Tabi bu tür yapıların belletme uygulamalarına maruz kalan, egemen sınıfın hedefindeki geniş yığınların da neye nasıl maruz kaldıklarını, sonuçta nasıl bir kişiye ve toplumsal olarak da nasıl bir yapıya dönüştüklerini bilmeye hakları vardı. Şu anki halleri onlara doğuştan verili değildi. Onları bu hale getiren, kendilerini bu hale taşıyan bir kitle iletişim düzeninin içinde yaşadıklarını anlamalıydılar.

Bundan dolayı da daha en başından itibaren kitabı akademik bir yayın olarak düşünmedim. Zira bu çalışma yalnızca akademinin içinde okunan, sınırlı sayıda kişiye erişecek bir yayın olmamalıydı. Sokağa ulaşmalıydı. Dolayısıyla da yazın türünü farklı kılmam gerekiyordu. Çünkü egemen sınıfın araçları olarak kitle iletişim araçlarının kendileri üzerindeki etkilerini açıklıkla gösterebilmeliydim.

Yani özetlemek gerekirse, sınıfsal toplum düzenini, bu düzenin içindeki egemen ilişki biçimlerini, ezilen yoksul kesimlerin ezme araçlarına sahip egemen kesim tarafından nasıl kontrol altında tutulduğunu, kitle iletişim araçları ve okul, din, sivil toplum gibi ehlileştirme kurumlarının bu düzen içinde nasıl işlevler gördüğünü ve dahası üretim ilişkileri düzeninin bütün bunlar üzerindeki belirleyici etkisini anlatmalı, bu düzenin nasıl bir amaç taşıdığını aktarmalıydım. Yaşadıklarını anlayabilmeleri için neye maruz kaldıklarını da bilmeleri gerekiyordu.

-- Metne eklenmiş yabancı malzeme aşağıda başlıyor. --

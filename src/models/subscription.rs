// SPDX-License-Identifier: MIT
// Copyright 2026 Roland Dreier <roland@kernel.org>

//! Channel subscription model.

use serde::{Deserialize, Serialize};

/// A user (`subscriber`) following another user's channel.
#[derive(Debug, Clone, Serialize, Deserialize)]
pub struct Subscription {
    pub subscriber: String,
    pub channel: String,
    pub created_at: String,
}

impl Subscription {
    /// Document ID: one subscription per (subscriber, channel) pair.
    pub fn doc_id(subscriber: &str, channel: &str) -> String {
        format!("{}_{}", subscriber, channel)
    }
}
// SPDX-License-Identifier: MIT
// Copyright 2026 Roland Dreier <roland@rolandd.dev>

//! Vidhost API Server
//!
//! Serves account, session and video endpoints over a document database and
//! an external media store.

use std::sync::Arc;
use tracing_subscriber::{layer::SubscriberExt, util::SubscriberInitExt};
use vidhost::{
    config::{Config, DatabaseBackend, MediaBackend},
    db::{Database, FirestoreDb, MemoryDb},
    services::{CloudinaryStorage, MediaStorage, MemoryMediaStorage},
    AppState,
};

#[tokio::main]
async fn main() -> Result<(), Box<dyn std::error::Error>> {
    // Initialize structured JSON logging
    init_logging()?;

    // Load configuration from environment
    let config = Config::from_env()?;
    tracing::info!(port = config.port, "Starting Vidhost API");

    let db: Arc<dyn Database> = match config.database_backend {
        DatabaseBackend::Firestore => {
            let db = FirestoreDb::new(&config.gcp_project_id, config.upstream_timeout).await?;
            tracing::info!(project = %config.gcp_project_id, "Firestore connected");
            Arc::new(db)
        }
        DatabaseBackend::Memory => {
            tracing::warn!("Using in-memory database; data is lost on restart");
            Arc::new(MemoryDb::new())
        }
    };

    let media: Arc<dyn MediaStorage> = match (&config.media_backend, &config.cloudinary) {
        (MediaBackend::Cloudinary, Some(cloudinary)) => {
            tracing::info!(cloud = %cloudinary.cloud_name, "Cloudinary media storage");
            Arc::new(CloudinaryStorage::new(cloudinary, config.upstream_timeout)?)
        }
        (MediaBackend::Cloudinary, None) => {
            return Err("Cloudinary selected but not configured".into());
        }
        (MediaBackend::Memory, _) => {
            tracing::warn!("Using in-memory media storage; uploads are lost on restart");
            Arc::new(MemoryMediaStorage::new())
        }
    };

    tokio::fs::create_dir_all(&config.upload_dir).await?;
    tracing::info!(path = %config.upload_dir.display(), "Upload staging directory ready");

    let port = config.port;
    let state = Arc::new(AppState::new(config, db, media));

    // Build router
    let app = vidhost::routes::create_router(state);

    // Start server
    let addr = format!("0.0.0.0:{}", port);
    let listener = tokio::net::TcpListener::bind(&addr).await?;
    tracing::info!(address = %addr, "Server listening");

    axum::serve(listener, app).await?;
    Ok(())
}

/// Initialize structured JSON logging.
fn init_logging() -> Result<(), Box<dyn std::error::Error>> {
    let format = tracing_subscriber::fmt::layer()
        .json()
        .with_target(false)
        .with_current_span(true)
        .flatten_event(true);

    tracing_subscriber::registry()
        .with(
            tracing_subscriber::EnvFilter::from_default_env()
                .add_directive("vidhost=debug".parse()?)
                .add_directive("info".parse()?),
        )
        .with(format)
        .init();
    Ok(())
}
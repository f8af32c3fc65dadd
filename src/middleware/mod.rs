// SPDX-License-Identifier: MIT
// Copyright 2026 Roland Dreier <roland@rolandd.dev>

//! Middleware modules (session authentication, response headers).

pub mod auth;
pub mod security;

pub use auth::{require_auth, AuthUser};
// SPDX-License-Identifier: MIT
// Copyright 2026 Roland Dreier <roland@rolandd.dev>

//! Response hardening headers for a JSON API.

use axum::{
    extract::Request,
    http::{header, HeaderValue},
    middleware::Next,
    response::Response,
};

/// Add security headers to all responses. Session responses are also
/// marked uncacheable since they may carry tokens.
pub async fn add_security_headers(req: Request, next: Next) -> Response {
    let mut response = next.run(req).await;
    let carries_session = response.headers().contains_key(header::SET_COOKIE);
    let headers = response.headers_mut();

    headers.insert(
        header::X_CONTENT_TYPE_OPTIONS,
        HeaderValue::from_static("nosniff"),
    );
    headers.insert(header::X_FRAME_OPTIONS, HeaderValue::from_static("DENY"));
    headers.insert(
        header::REFERRER_POLICY,
        HeaderValue::from_static("no-referrer"),
    );
    if carries_session {
        headers.insert(header::CACHE_CONTROL, HeaderValue::from_static("no-store"));
    }

    response
}
// SPDX-License-Identifier: MIT
// Copyright 2026 Roland Dreier <roland@rolandd.dev>

use axum::body::{to_bytes, Body};
use axum::http::{header, Request, Response};
use axum::Router;
use std::sync::Arc;
use tower::ServiceExt;
use vidhost::config::Config;
use vidhost::db::{FirestoreDb, MemoryDb};
use vidhost::routes::create_router;
use vidhost::services::MemoryMediaStorage;
use vidhost::AppState;

/// Check if emulator is available via environment variable.
#[allow(dead_code)]
pub fn emulator_available() -> bool {
    std::env::var("FIRESTORE_EMULATOR_HOST").is_ok()
}

/// Skip test with message if emulator not available.
#[macro_export]
macro_rules! require_emulator {
    () => {
        if !crate::common::emulator_available() {
            eprintln!("⚠️  Skipping: FIRESTORE_EMULATOR_HOST not set");
            return;
        }
    };
}

/// Create a test database connection.
#[allow(dead_code)]
pub async fn test_db() -> FirestoreDb {
    FirestoreDb::new("test-project", std::time::Duration::from_secs(10))
        .await
        .expect("Failed to connect to Firestore emulator")
}

/// Router plus handles on the in-memory backends behind it.
#[allow(dead_code)]
pub struct TestApp {
    pub router: Router,
    pub state: Arc<AppState>,
    pub db: MemoryDb,
    pub media: MemoryMediaStorage,
    pub upload_dir: tempfile::TempDir,
}

impl TestApp {
    /// Send one request through a clone of the router.
    #[allow(dead_code)]
    pub async fn send(&self, request: Request<Body>) -> Response<Body> {
        self.router.clone().oneshot(request).await.unwrap()
    }

    /// Number of files left in the staging directory.
    #[allow(dead_code)]
    pub fn staged_file_count(&self) -> usize {
        std::fs::read_dir(self.upload_dir.path()).unwrap().count()
    }
}

/// Create a test app over in-memory backends and a private staging dir.
#[allow(dead_code)]
pub fn create_test_app() -> TestApp {
    create_test_app_with_config(Config::test_default())
}

#[allow(dead_code)]
pub fn create_test_app_with_config(mut config: Config) -> TestApp {
    let upload_dir = tempfile::tempdir().unwrap();
    config.upload_dir = upload_dir.path().to_path_buf();

    let db = MemoryDb::new();
    let media = MemoryMediaStorage::new();
    let state = Arc::new(AppState::new(
        config,
        Arc::new(db.clone()),
        Arc::new(media.clone()),
    ));

    TestApp {
        router: create_router(state.clone()),
        state,
        db,
        media,
        upload_dir,
    }
}

// ─── Request helpers ─────────────────────────────────────────

pub const BOUNDARY: &str = "vidhost-test-boundary";

/// One part of a multipart body.
#[allow(dead_code)]
pub enum Part<'a> {
    Text(&'a str, &'a str),
    File {
        field: &'a str,
        file_name: &'a str,
        content_type: &'a str,
        data: &'a [u8],
    },
}

#[allow(dead_code)]
pub fn multipart_body(parts: &[Part<'_>]) -> Vec<u8> {
    let mut body = Vec::new();
    for part in parts {
        body.extend_from_slice(format!("--{}\r\n", BOUNDARY).as_bytes());
        match part {
            Part::Text(name, value) => {
                body.extend_from_slice(
                    format!("Content-Disposition: form-data; name=\"{}\"\r\n\r\n", name)
                        .as_bytes(),
                );
                body.extend_from_slice(value.as_bytes());
            }
            Part::File {
                field,
                file_name,
                content_type,
                data,
            } => {
                body.extend_from_slice(
                    format!(
                        "Content-Disposition: form-data; name=\"{}\"; filename=\"{}\"\r\n\
                         Content-Type: {}\r\n\r\n",
                        field, file_name, content_type
                    )
                    .as_bytes(),
                );
                body.extend_from_slice(data);
            }
        }
        body.extend_from_slice(b"\r\n");
    }
    body.extend_from_slice(format!("--{}--\r\n", BOUNDARY).as_bytes());
    body
}

#[allow(dead_code)]
pub fn multipart_request(method: &str, uri: &str, token: Option<&str>, parts: &[Part<'_>]) -> Request<Body> {
    let mut builder = Request::builder()
        .method(method)
        .uri(uri)
        .header(
            header::CONTENT_TYPE,
            format!("multipart/form-data; boundary={}", BOUNDARY),
        );
    if let Some(token) = token {
        builder = builder.header(header::AUTHORIZATION, format!("Bearer {}", token));
    }
    builder.body(Body::from(multipart_body(parts))).unwrap()
}

#[allow(dead_code)]
pub fn json_request(
    method: &str,
    uri: &str,
    token: Option<&str>,
    body: serde_json::Value,
) -> Request<Body> {
    let mut builder = Request::builder()
        .method(method)
        .uri(uri)
        .header(header::CONTENT_TYPE, "application/json");
    if let Some(token) = token {
        builder = builder.header(header::AUTHORIZATION, format!("Bearer {}", token));
    }
    builder.body(Body::from(body.to_string())).unwrap()
}

#[allow(dead_code)]
pub fn empty_request(method: &str, uri: &str, token: Option<&str>) -> Request<Body> {
    let mut builder = Request::builder().method(method).uri(uri);
    if let Some(token) = token {
        builder = builder.header(header::AUTHORIZATION, format!("Bearer {}", token));
    }
    builder.body(Body::empty()).unwrap()
}

#[allow(dead_code)]
pub async fn body_json(response: Response<Body>) -> serde_json::Value {
    let bytes = to_bytes(response.into_body(), usize::MAX).await.unwrap();
    serde_json::from_slice(&bytes).unwrap()
}

#[allow(dead_code)]
pub fn set_cookie_headers(response: &Response<Body>) -> Vec<String> {
    response
        .headers()
        .get_all(header::SET_COOKIE)
        .iter()
        .map(|value| value.to_str().unwrap().to_string())
        .collect()
}

/// Value of a cookie set by the response, if any.
#[allow(dead_code)]
pub fn cookie_value(response: &Response<Body>, name: &str) -> Option<String> {
    let prefix = format!("{}=", name);
    set_cookie_headers(response).into_iter().find_map(|header| {
        header
            .strip_prefix(&prefix)
            .map(|rest| rest.split(';').next().unwrap_or_default().to_string())
    })
}

// ─── Account helpers ─────────────────────────────────────────

/// Register a user with an avatar; returns the response JSON.
#[allow(dead_code)]
pub async fn register(app: &TestApp, username: &str, email: &str, password: &str) -> serde_json::Value {
    let response = app
        .send(multipart_request(
            "POST",
            "/api/v1/users/register",
            None,
            &[
                Part::Text("username", username),
                Part::Text("email", email),
                Part::Text("fullName", "Test User"),
                Part::Text("password", password),
                Part::File {
                    field: "avatar",
                    file_name: "avatar.png",
                    content_type: "image/png",
                    data: b"\x89PNG fake avatar",
                },
            ],
        ))
        .await;
    assert_eq!(response.status(), 201, "registration failed");
    body_json(response).await
}

/// Log in and return (access token, refresh token).
#[allow(dead_code)]
pub async fn login(app: &TestApp, identifier: &str, password: &str) -> (String, String) {
    let response = app
        .send(json_request(
            "POST",
            "/api/v1/users/login",
            None,
            serde_json::json!({ "identifier": identifier, "password": password }),
        ))
        .await;
    assert_eq!(response.status(), 200, "login failed");
    let body = body_json(response).await;
    (
        body["data"]["accessToken"].as_str().unwrap().to_string(),
        body["data"]["refreshToken"].as_str().unwrap().to_string(),
    )
}

/// Register then log in; returns the access token.
#[allow(dead_code)]
pub async fn signed_in_user(app: &TestApp, username: &str) -> String {
    let email = format!("{}@example.com", username);
    register(app, username, &email, "Secr3t!").await;
    login(app, username, "Secr3t!").await.0
}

Kitle İletişim Araçları Nelerdir? | Blogia

Kitabınızın girişinde iletişim meselesine dair önemli tespitlerde bulunuyorsunuz. Burada iletişimin egemen sınıf ve güç ilişkilerinin belirleyicisi olan bir eylem ve kitlelerin benzer düşünce ve davranış biçimlerini göstermesi amacıyla gerçekleştirilen yönetsel bir çaba olduğuna dikkat çekiyorsunuz. Sizce egemenler bu amaç doğrultusunda iletişimi nasıl kullanmaktadır ve insanlar arasında egemenlerin tahakkümünün bulunmadığı bir iletişim ağı kurmak nasıl mümkün olabilir?

Kitle iletişim araçları ve profesyonelleri kapitalist bir düzen ve toplumda, hiyerarşik ilişkilerin ve kabullerin yaratılması, dayatılması amacıyla çalışır. Fonksiyonları budur. Kitle insanını yaratır ve onları birbirine benzer niteliklerde, üretim ve tüketim düzeninin gerektirdiği düşünce ve davranışlara sahip varlıklara çevirir. Kapitalizmin yani sermaye ve güç biriktirmeye dayalı bu ekonominin, kitlesel üretim ve tüketimin varlığı, benzer niteliklere, davranış ve duygulara sahip yığınların yaratılmasından geçer.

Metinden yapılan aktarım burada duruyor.